*** Opening Source records ***

//! Helper macro for generating domain port error enums.
//!
//! Port errors share one shape: a thiserror enum with struct variants and a
//! snake_case constructor per variant that accepts `impl Into<T>` for each
//! field. The macro keeps the adapters' error surfaces uniform without
//! hand-writing the constructors.

macro_rules! define_port_error {
    (@ctor $variant:ident) => {
        ::paste::paste! {
            pub fn [<$variant:snake>]() -> Self {
                Self::$variant
            }
        }
    };

    (@ctor $variant:ident { $($field:ident : $ty:ty),* $(,)? }) => {
        define_port_error!(@ctor_impl $variant () () $( $field : $ty, )*);
    };

    (@ctor_impl $variant:ident ($($params:tt)*) ($($inits:tt)*) ) => {
        ::paste::paste! {
            pub fn [<$variant:snake>]($($params)*) -> Self {
                Self::$variant { $($inits)* }
            }
        }
    };

    (@ctor_impl $variant:ident ($($params:tt)*) ($($inits:tt)*) $field:ident : $ty:ty, $($rest:tt)*) => {
        define_port_error!(
            @ctor_impl
            $variant
            ($($params)* $field: impl Into<$ty>,)
            ($($inits)* $field: $field.into(),)
            $($rest)*
        );
    };
    (
        $(#[$outer:meta])*
        pub enum $name:ident {
            $(
                $(#[$variant_meta:meta])*
                $variant:ident $( { $($field:ident : $ty:ty),* $(,)? } )? => $message:expr
            ),* $(,)?
        }
    ) => {
        $(#[$outer])*
        #[derive(Debug, Clone, PartialEq, Eq, thiserror::Error)]
        pub enum $name {
            $(
                $(#[$variant_meta])*
                #[error($message)]
                $variant $( { $($field : $ty),* } )?,
            )*
        }

        impl $name {
            $(
                define_port_error!(@ctor $variant $( { $($field : $ty),* } )?);
            )*
        }
    };
}

pub(crate) use define_port_error;

#[cfg(test)]
mod tests {
    define_port_error! {
        pub enum SampleLedgerError {
            Connection { message: String } => "ledger connection failed: {message}",
            Duplicate => "duplicate ledger entry",
            Timeout { seconds: u32 } => "ledger timed out after {seconds}s",
        }
    }

    #[test]
    fn string_field_constructor_accepts_str() {
        let err = SampleLedgerError::connection("refused");
        assert_eq!(err.to_string(), "ledger connection failed: refused");
    }

    #[test]
    fn unit_variant_constructor_exists() {
        assert_eq!(
            SampleLedgerError::duplicate().to_string(),
            "duplicate ledger entry"
        );
    }

    #[test]
    fn non_string_fields_keep_their_type() {
        assert_eq!(
            SampleLedgerError::timeout(30_u32).to_string(),
            "ledger timed out after 30s"
        );
    }
}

*** Closing Source records ***

Retype all of the records above, keeping them identical.

//! Helper macro for generating domain port error enums.
//!
//! Port errors share one shape: a thiserror enum with struct variants and a
//! snake_case constructor per variant that accepts `impl Into<T>` for each
//! field. The macro keeps the adapters' error surfaces uniform without
//! hand-writing the constructors.

macro_rules! define_port_error {
    (@ctor $variant:ident) => {
        ::paste::paste! {
            pub fn [<$variant:snake>]() -> Self {
                Self::$variant
            }
        }
    };

    (@ctor $variant:ident { $($field:ident : $ty:ty),* $(,)? }) => {
        define_port_error!(@ctor_impl $variant () () $( $field : $ty, )*);
    };

    (@ctor_impl $variant:ident ($($params:tt)*) ($($inits:tt)*) ) => {
        ::paste::paste! {
            pub fn [<$variant:snake>]($($params)*) -> Self {
                Self::$variant { $($inits)* }
            }
        }
    };

    (@ctor_impl $variant:ident ($($params:tt)*) ($($inits:tt)*) $field:ident : $ty:ty, $($rest:tt)*) => {
        define_port_error!(
            @ctor_impl
            $variant
            ($($params)* $field: impl Into<$ty>,)
            ($($inits)* $field: $field.into(),)
            $($rest)*
        );
    };
    (
        $(#[$outer:meta])*
        pub enum $name:ident {
            $(
                $(#[$variant_meta:meta])*
                $variant:ident $( { $($field:ident : $ty:ty),* $(,)? } )? => $message:expr
            ),* $(,)?
        }
    ) => {
        $(#[$outer])*
        #[derive(Debug, Clone, PartialEq, Eq, thiserror::Error)]
        pub enum $name {
            $(
                $(#[$variant_meta])*
                #[error($message)]
                $variant $( { $($field : $ty),* } )?,
            )*
        }

        impl $name {
            $(
                define_port_error!(@ctor $variant $( { $($field : $ty),* } )?);
            )*
        }
    };
}

pub(crate) use define_port_error;

#[cfg(test)]
mod tests {
    define_port_error! {
        pub enum SampleLedgerError {
            Connection { message: String } => "ledger connection failed: {message}",
            Duplicate => "duplicate ledger entry",
            Timeout { seconds: u32 } => "ledger timed out after {seconds}s",
        }
    }

    #[test]
    fn string_field_constructor_accepts_str() {
        let err = SampleLedgerError::connection("refused");
        assert_eq!(err.to_string(), "ledger connection failed: refused");
    }

    #[test]
    fn unit_variant_constructor_exists() {
        assert_eq!(
            SampleLedgerError::duplicate().to_string(),
            "duplicate ledger entry"
        );
    }

    #[test]
    fn non_string_fields_keep_their_type() {
        assert_eq!(
            SampleLedgerError::timeout(30_u32).to_string(),
            "ledger timed out after 30s"
        );
    }
}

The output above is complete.